Lesson 1: Graphical programming with Model Builder

(c) Vojtěch Barták, FŽP CULS Prague, 2020/2021

This lesson focuses on deepening skills with automating spatial tasks using the built-in ArcGIS Model Builder application. Using a simple graphical chaining of tools and layers, this application provides us with a painless introduction to programming thinking. The lesson is immediately followed by lesson 2, in which you learn to create a user interface for your model. We will not use Model Builder in the next lessons, as we will replace it with a much more powerful tool: the Python programming language.

The lesson assumes knowledge of the basics of GIS and the ArcGIS environment at the level of GIS 1 and GIS 2 subjects, including basic control of the Model Builder application. (If you don't meet any of the above, don't despair, you may find that you attain the necessary knowledge yourself.)

Basic task

We want to know what is the percentage of forests (or other classes of land cover) in the 300 m zone around the railway tracks. We will perform the analysis:

  1. for a fixed district.
  2. for all districts.
  3. for all districts and all classes of land cover.

We want the output in the form of a table in which each analyzed district will correspond to one row.

Data

We will use freely downloadable data from the following sources:

From the ArcČR 500 geodatabase we will need the element classes "Zeleznice" (i.e., "Railways") and "Okresy - polygony" (i.e., "Districts - polygons"). They are in the S-JTSK Křovák East-North coordinate system (EPSG: 5514).

The data Corine Land Cover represent the land cover for the territory of Europe in the ETRS 1989 LAEA coordinate system (EPSG: 3035). This data is distributed in both raster (GeoTiff) and vector (Esri File Geodatabase) form. We will work with the raster.

Before we start the analysis, we need to:

  • Unify coordinate systems Due to the fact that the transformation of vector data is generally easier and less "lossy" than the transformation of raster data, we transfer layers from ArcCR 500 to the ETRS system (Project tool).
  • Clip the raster of land cover to only include the Czech Republic We can use the Clip tool (attention: we mean the tool from the Data Management Tools -> Raster -> Raster Processing, not the tool of the same name from the Analysis Tools -> Extract set) and polygons of districts created by the transformation in the previous step.
  • Reclassify the land cover raster into basic categories. As is well known, the Corine Land Cover is coded with three-digit codes, the first digit expressing the basic categories, the second digit the more detailed categorization, and the third digit the most detailed one. We will work with the basic categories: 1 - urban areas, 2 - agricultural areas, 3 - forests, 4 - wetlands, and 5 - water bodies. So we need a raster that will only have these five values ​​instead of three-digit codes (Reclassify tool).
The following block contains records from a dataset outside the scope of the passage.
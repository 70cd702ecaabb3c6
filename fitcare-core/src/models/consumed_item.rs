use chrono::{DateTime, Utc};
use serde::{Deserialize, Serialize};
use std::fmt;

use super::product::Product;

/// One food-logging event against a goal.
///
/// The id is `<unix-millis>-<barcode>`. It only needs to be unique within a
/// goal's local list.
#[derive(Debug, Clone, Serialize, Deserialize, PartialEq)]
#[serde(rename_all = "camelCase")]
pub struct ConsumedItem {
    pub id: String,
    pub date: DateTime<Utc>,
    pub product_name: String,
    pub kcal: i64,
    pub grams: u32,
}

impl ConsumedItem {
    pub fn new(product: &Product, grams: u32, kcal: i64, at: DateTime<Utc>) -> Self {
        Self {
            id: format!("{}-{}", at.timestamp_millis(), product.barcode),
            date: at,
            product_name: product.product_name.clone(),
            kcal,
            grams,
        }
    }
}

impl fmt::Display for ConsumedItem {
    fn fmt(&self, f: &mut fmt::Formatter<'_>) -> fmt::Result {
        write!(
            f,
            "{}  {}  {}g  {} kcal",
            self.date.format("%Y-%m-%d %H:%M"),
            self.product_name,
            self.grams,
            self.kcal
        )
    }
}

#[cfg(test)]
mod tests {
    use super::*;
    use chrono::TimeZone;

    #[test]
    fn test_id_combines_timestamp_and_barcode() {
        let at = Utc.with_ymd_and_hms(2025, 6, 1, 12, 0, 0).unwrap();
        let item = ConsumedItem::new(&Product::new(4001, "Apple", 52), 150, 78, at);

        assert_eq!(item.id, format!("{}-4001", at.timestamp_millis()));
        assert_eq!(item.product_name, "Apple");
        assert_eq!(item.kcal, 78);
        assert_eq!(item.grams, 150);
    }

    #[test]
    fn test_parses_stored_item() {
        let json = r#"{
            "id": "1717243200000-4001",
            "date": "2025-06-01T12:00:00.000Z",
            "productName": "Apple",
            "kcal": 78,
            "grams": 150
        }"#;
        let item: ConsumedItem = serde_json::from_str(json).unwrap();
        assert_eq!(item.date, Utc.with_ymd_and_hms(2025, 6, 1, 12, 0, 0).unwrap());
        assert_eq!(item.kcal, 78);
    }

    #[test]
    fn test_display() {
        let at = Utc.with_ymd_and_hms(2025, 6, 1, 8, 30, 0).unwrap();
        let item = ConsumedItem::new(&Product::new(1, "Oats", 370), 50, 185, at);
        let output = format!("{}", item);
        assert!(output.contains("2025-06-01 08:30"));
        assert!(output.contains("Oats"));
        assert!(output.contains("50g"));
        assert!(output.contains("185 kcal"));
    }
}
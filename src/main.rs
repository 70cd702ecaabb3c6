use clap::{Parser, Subcommand};
use std::path::PathBuf;
use tracing_subscriber::{layer::SubscriberExt, util::SubscriberInitExt};

mod commands;
mod config;

use commands::{
    AppContext, ConfigCommand, FoodCommand, GoalCommand, HistoryCommand, ProductCommand,
    WorkoutCommand,
};
use config::Config;

#[derive(Parser)]
#[command(name = "fitcare")]
#[command(version)]
#[command(about = "Track food against your Fitness2Care calorie goal", long_about = None)]
struct Cli {
    /// Path to config file
    #[arg(long, short, global = true)]
    config: Option<PathBuf>,

    #[command(subcommand)]
    command: Option<Commands>,
}

#[derive(Subcommand)]
enum Commands {
    /// Show the current calorie goal
    Goal(GoalCommand),

    /// Search the product catalogue
    Product(ProductCommand),

    /// Record and remove eaten food
    Food(FoodCommand),

    /// Show the running calorie totals of the current goal
    History(HistoryCommand),

    /// List workouts and attach them to the current goal
    Workout(WorkoutCommand),

    /// Manage configuration
    Config(ConfigCommand),
}

#[tokio::main]
async fn main() {
    tracing_subscriber::registry()
        .with(
            tracing_subscriber::EnvFilter::try_from_default_env()
                .unwrap_or_else(|_| "warn".into()),
        )
        .with(tracing_subscriber::fmt::layer().with_writer(std::io::stderr))
        .init();

    if let Err(e) = run().await {
        eprintln!("Error: {}", e);
        std::process::exit(1);
    }
}

async fn run() -> Result<(), Box<dyn std::error::Error>> {
    let cli = Cli::parse();
    let cli_config_path = cli.config.clone();
    let config = Config::load(cli.config)?;

    match &cli.command {
        Some(Commands::Config(cmd)) => cmd.run(&config, cli_config_path),
        Some(command) => {
            let ctx = AppContext::from_config(&config)?;
            execute_command(command, &ctx).await
        }
        None => {
            println!("Use --help to see available commands");
            Ok(())
        }
    }
}

async fn execute_command(
    command: &Commands,
    ctx: &AppContext<'_>,
) -> Result<(), Box<dyn std::error::Error>> {
    match command {
        Commands::Goal(cmd) => cmd.run(ctx).await,
        Commands::Product(cmd) => cmd.run(ctx).await,
        Commands::Food(cmd) => cmd.run(ctx).await,
        Commands::History(cmd) => cmd.run(ctx).await,
        Commands::Workout(cmd) => cmd.run(ctx).await,
        Commands::Config(cmd) => cmd.run(ctx.config, None),
    }
}
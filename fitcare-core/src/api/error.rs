//! Remote API error types.

/// Errors that can occur while talking to the remote fitness service.
#[derive(Debug, thiserror::Error)]
pub enum ApiError {
    /// The HTTP client could not be constructed
    #[error("Failed to build HTTP client: {0}")]
    Client(#[source] reqwest::Error),

    /// Transport failure (connection refused, timeout, ...)
    #[error("Request to {url} failed: {source}")]
    Http {
        url: String,
        #[source]
        source: reqwest::Error,
    },

    /// The requested resource does not exist
    #[error("Not found: {0}")]
    NotFound(String),

    /// Any other non-success status
    #[error("Server returned status {status} for {url}")]
    Status { status: u16, url: String },

    /// The response body did not match the expected shape
    #[error("Invalid response from {url}: {source}")]
    Decode {
        url: String,
        #[source]
        source: reqwest::Error,
    },
}

impl ApiError {
    /// Returns true if the server answered 404.
    pub fn is_not_found(&self) -> bool {
        matches!(self, ApiError::NotFound(_))
    }
}

#[cfg(test)]
mod tests {
    use super::*;

    #[test]
    fn test_status_display() {
        let err = ApiError::Status {
            status: 500,
            url: "http://localhost:8080/goal/1".to_string(),
        };
        assert_eq!(
            err.to_string(),
            "Server returned status 500 for http://localhost:8080/goal/1"
        );
        assert!(!err.is_not_found());
    }

    #[test]
    fn test_not_found() {
        let err = ApiError::NotFound("http://localhost:8080/goal/9".to_string());
        assert!(err.is_not_found());
        assert!(err.to_string().contains("/goal/9"));
    }
}
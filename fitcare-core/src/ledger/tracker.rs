use chrono::NaiveDate;

use super::{GramQuantity, LedgerError, Reconciler, Recorded, Removal};
use crate::models::{CalorieHistoryItem, ConsumedItem, Goal, MemberId, Product};

/// A member's tracking session: the current goal plus the reconciler that
/// mutates it.
///
/// After every successful add or remove the session adopts the goal the
/// server returned.
pub struct CalorieTracker {
    reconciler: Reconciler,
    goal: Option<Goal>,
}

impl CalorieTracker {
    pub fn new(reconciler: Reconciler) -> Self {
        Self {
            reconciler,
            goal: None,
        }
    }

    pub fn goal(&self) -> Option<&Goal> {
        self.goal.as_ref()
    }

    /// Fetches the member's goal for `date`. On failure the session has no goal.
    pub async fn load_goal(
        &mut self,
        member_id: MemberId,
        date: NaiveDate,
    ) -> Result<&Goal, LedgerError> {
        match self.reconciler.api().current_goal(member_id, date).await {
            Ok(goal) => {
                tracing::debug!("Current goal for member {}: {}", member_id, goal.goal_id);
                Ok(self.goal.insert(goal))
            }
            Err(e) => {
                tracing::warn!("Could not load goal for member {}: {}", member_id, e);
                self.goal = None;
                Err(e.into())
            }
        }
    }

    pub async fn add(
        &mut self,
        product: &Product,
        grams: GramQuantity,
    ) -> Result<Recorded, LedgerError> {
        let goal = self.goal.as_ref().ok_or(LedgerError::NoCurrentGoal)?;
        let recorded = self
            .reconciler
            .record_consumption(goal, product, grams)
            .await?;
        self.goal = Some(recorded.goal.clone());
        Ok(recorded)
    }

    pub async fn remove(&mut self, item_id: &str) -> Result<Removal, LedgerError> {
        let Some(goal) = self.goal.as_ref() else {
            tracing::warn!("No current goal, ignoring removal of {}", item_id);
            return Ok(Removal::NotFound);
        };

        let removal = self.reconciler.remove_consumption(goal, item_id).await?;
        if let Removal::Removed(removed) = &removal {
            self.goal = Some(removed.goal.clone());
        }
        Ok(removal)
    }

    /// History of the current goal; empty without a goal.
    pub fn history(&self) -> Result<Vec<CalorieHistoryItem>, LedgerError> {
        match &self.goal {
            Some(goal) => self.reconciler.load_history(goal.goal_id),
            None => Ok(Vec::new()),
        }
    }

    pub fn consumed_items(&self) -> Result<Vec<ConsumedItem>, LedgerError> {
        match &self.goal {
            Some(goal) => self.reconciler.consumed_items(goal.goal_id),
            None => Ok(Vec::new()),
        }
    }
}

#[cfg(test)]
mod tests {
    use super::*;
    use crate::api::GoalApi;
    use crate::store::LedgerStores;
    use crate::testing::FakeGoalApi;
    use std::sync::Arc;

    fn date() -> NaiveDate {
        NaiveDate::from_ymd_opt(2025, 6, 1).unwrap()
    }

    fn tracker(kcal: i64) -> (CalorieTracker, Arc<FakeGoalApi>) {
        let api = Arc::new(FakeGoalApi::new(Goal::new(3, "Daily", date(), kcal, 11)));
        let reconciler = Reconciler::new(LedgerStores::memory(), api.clone());
        (CalorieTracker::new(reconciler), api)
    }

    #[tokio::test]
    async fn test_add_without_goal_fails() {
        let (mut tracker, api) = tracker(2000);

        let err = tracker
            .add(&Product::new(1, "Apple", 52), GramQuantity::default())
            .await
            .unwrap_err();

        assert!(matches!(err, LedgerError::NoCurrentGoal));
        assert!(api.kcal_updates().is_empty());
    }

    #[tokio::test]
    async fn test_remove_without_goal_is_not_found() {
        let (mut tracker, _api) = tracker(2000);
        let removal = tracker.remove("1-1").await.unwrap();
        assert!(matches!(removal, Removal::NotFound));
    }

    #[tokio::test]
    async fn test_load_goal_for_other_member_clears_goal() {
        let (mut tracker, _api) = tracker(2000);
        tracker.load_goal(11, date()).await.unwrap();
        assert!(tracker.goal().is_some());

        let err = tracker.load_goal(99, date()).await.unwrap_err();
        assert!(matches!(err, LedgerError::Api(_)));
        assert!(tracker.goal().is_none());
    }

    #[tokio::test]
    async fn test_session_adopts_server_goal() {
        let (mut tracker, _api) = tracker(2000);
        tracker.load_goal(11, date()).await.unwrap();

        let recorded = tracker
            .add(&Product::new(4001, "Apple", 52), GramQuantity::new(150).unwrap())
            .await
            .unwrap();
        assert_eq!(tracker.goal().unwrap().kcal, 1922);

        // The second add deducts from the adopted value, not the original
        tracker
            .add(&Product::new(5002, "Pizza", 2200), GramQuantity::default())
            .await
            .unwrap();
        assert_eq!(tracker.goal().unwrap().kcal, -278);

        let removal = tracker.remove(&recorded.item.id).await.unwrap();
        assert!(matches!(removal, Removal::Removed(_)));
        assert_eq!(tracker.goal().unwrap().kcal, -200);

        let history = tracker.history().unwrap();
        let last = history.last().unwrap();
        assert_eq!((last.consumed_kcal, last.remaining_kcal), (2200, -200));
        assert_eq!(tracker.consumed_items().unwrap().len(), 1);
    }

    #[tokio::test]
    async fn test_history_empty_without_goal() {
        let (tracker, _api) = tracker(2000);
        assert!(tracker.history().unwrap().is_empty());
        assert!(tracker.consumed_items().unwrap().is_empty());
    }

    #[tokio::test]
    async fn test_history_empty_for_fresh_goal() {
        let (mut tracker, _api) = tracker(2000);
        tracker.load_goal(11, date()).await.unwrap();
        assert!(tracker.history().unwrap().is_empty());
    }

    #[tokio::test]
    async fn test_add_picked_search_result() {
        let api = Arc::new(
            FakeGoalApi::new(Goal::new(3, "Daily", date(), 2000, 11)).with_products(vec![
                Product::new(4001, "Apple", 52),
                Product::new(4002, "Apple Pie", 237),
            ]),
        );
        let mut tracker = CalorieTracker::new(Reconciler::new(LedgerStores::memory(), api.clone()));
        tracker.load_goal(11, date()).await.unwrap();

        let page = api.search_products("apple", 0).await.unwrap();
        assert_eq!(page.content.len(), 2);
        let pie = page.pick(Some(4002)).unwrap();

        let recorded = tracker.add(pie, GramQuantity::new(200).unwrap()).await.unwrap();
        assert_eq!(recorded.item.kcal, 474);
        assert_eq!(recorded.item.product_name, "Apple Pie");
        assert_eq!(api.kcal_updates(), vec![(3, 1526)]);
    }

    #[tokio::test]
    async fn test_attached_workouts_survive_kcal_updates() {
        use crate::models::{Exercise, Workout};

        let run = Workout::new(5, "Run", 30).with_exercises(vec![Exercise::new(1, "Jog", 300)]);
        let api = Arc::new(
            FakeGoalApi::new(Goal::new(3, "Daily", date(), 2000, 11)).with_workouts(vec![run]),
        );
        let mut tracker = CalorieTracker::new(Reconciler::new(LedgerStores::memory(), api.clone()));

        let goal = api.add_workout_to_goal(3, 5).await.unwrap();
        assert_eq!(goal.workout_kcal(), 300);

        tracker.load_goal(11, date()).await.unwrap();
        tracker
            .add(&Product::new(4001, "Apple", 52), GramQuantity::default())
            .await
            .unwrap();
        let goal = tracker.goal().unwrap();
        assert_eq!(goal.kcal, 1948);
        assert_eq!(goal.workouts.len(), 1);

        let goal = api.remove_workout_from_goal(3, 5).await.unwrap();
        assert!(goal.workouts.is_empty());
        assert_eq!(api.list_workouts().await.unwrap().len(), 1);
    }
}
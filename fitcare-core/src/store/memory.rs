//! In-memory store used in tests and for throwaway sessions.

use std::collections::HashMap;
use std::sync::{Mutex, MutexGuard};

use super::{GoalStore, StoreError};
use crate::models::GoalId;

/// A store operation, recorded in call order.
#[derive(Debug, Clone, Copy, PartialEq, Eq)]
pub enum StoreOp {
    Get(GoalId),
    Put(GoalId),
}

/// Keeps per-goal sequences in memory and records every call.
#[derive(Debug)]
pub struct MemoryStore<T> {
    entries: Mutex<HashMap<GoalId, Vec<T>>>,
    ops: Mutex<Vec<StoreOp>>,
}

impl<T> Default for MemoryStore<T> {
    fn default() -> Self {
        Self {
            entries: Mutex::new(HashMap::new()),
            ops: Mutex::new(Vec::new()),
        }
    }
}

fn lock<V>(mutex: &Mutex<V>) -> MutexGuard<'_, V> {
    mutex.lock().unwrap_or_else(|poisoned| poisoned.into_inner())
}

impl<T: Clone> MemoryStore<T> {
    pub fn new() -> Self {
        Self::default()
    }

    /// Seeds a goal's sequence without recording an operation.
    pub fn with_entry(self, goal_id: GoalId, values: Vec<T>) -> Self {
        lock(&self.entries).insert(goal_id, values);
        self
    }

    /// Returns the recorded operations.
    pub fn ops(&self) -> Vec<StoreOp> {
        lock(&self.ops).clone()
    }

    /// Reads a goal's sequence without recording an operation.
    pub fn snapshot(&self, goal_id: GoalId) -> Vec<T> {
        lock(&self.entries).get(&goal_id).cloned().unwrap_or_default()
    }
}

impl<T: Clone + Send> GoalStore<T> for MemoryStore<T> {
    fn get(&self, goal_id: GoalId) -> Result<Vec<T>, StoreError> {
        lock(&self.ops).push(StoreOp::Get(goal_id));
        Ok(self.snapshot(goal_id))
    }

    fn put(&self, goal_id: GoalId, values: &[T]) -> Result<(), StoreError> {
        lock(&self.ops).push(StoreOp::Put(goal_id));
        lock(&self.entries).insert(goal_id, values.to_vec());
        Ok(())
    }
}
If you do not want to deal with downloading and editing data or you do not know how to do it, you can download the prepared data here.

A. Solution for a fixed district

Let's say we want to solve the problem for the Jindřichův Hradec district. There are several possible solutions, one of which can be the following:

  1. Select the polygon of the Jindřichův Hradec district.
  2. Clip the layer of railway tracks with the selected polygon.
  3. Create a buffer zone with a radius of 300 m around the tracks.
  4. Using zonal map algebra, calculate the (relative) area of ​​forests.

(Step 4 might seem a bit mysterious, we'll discuss it in detail later.)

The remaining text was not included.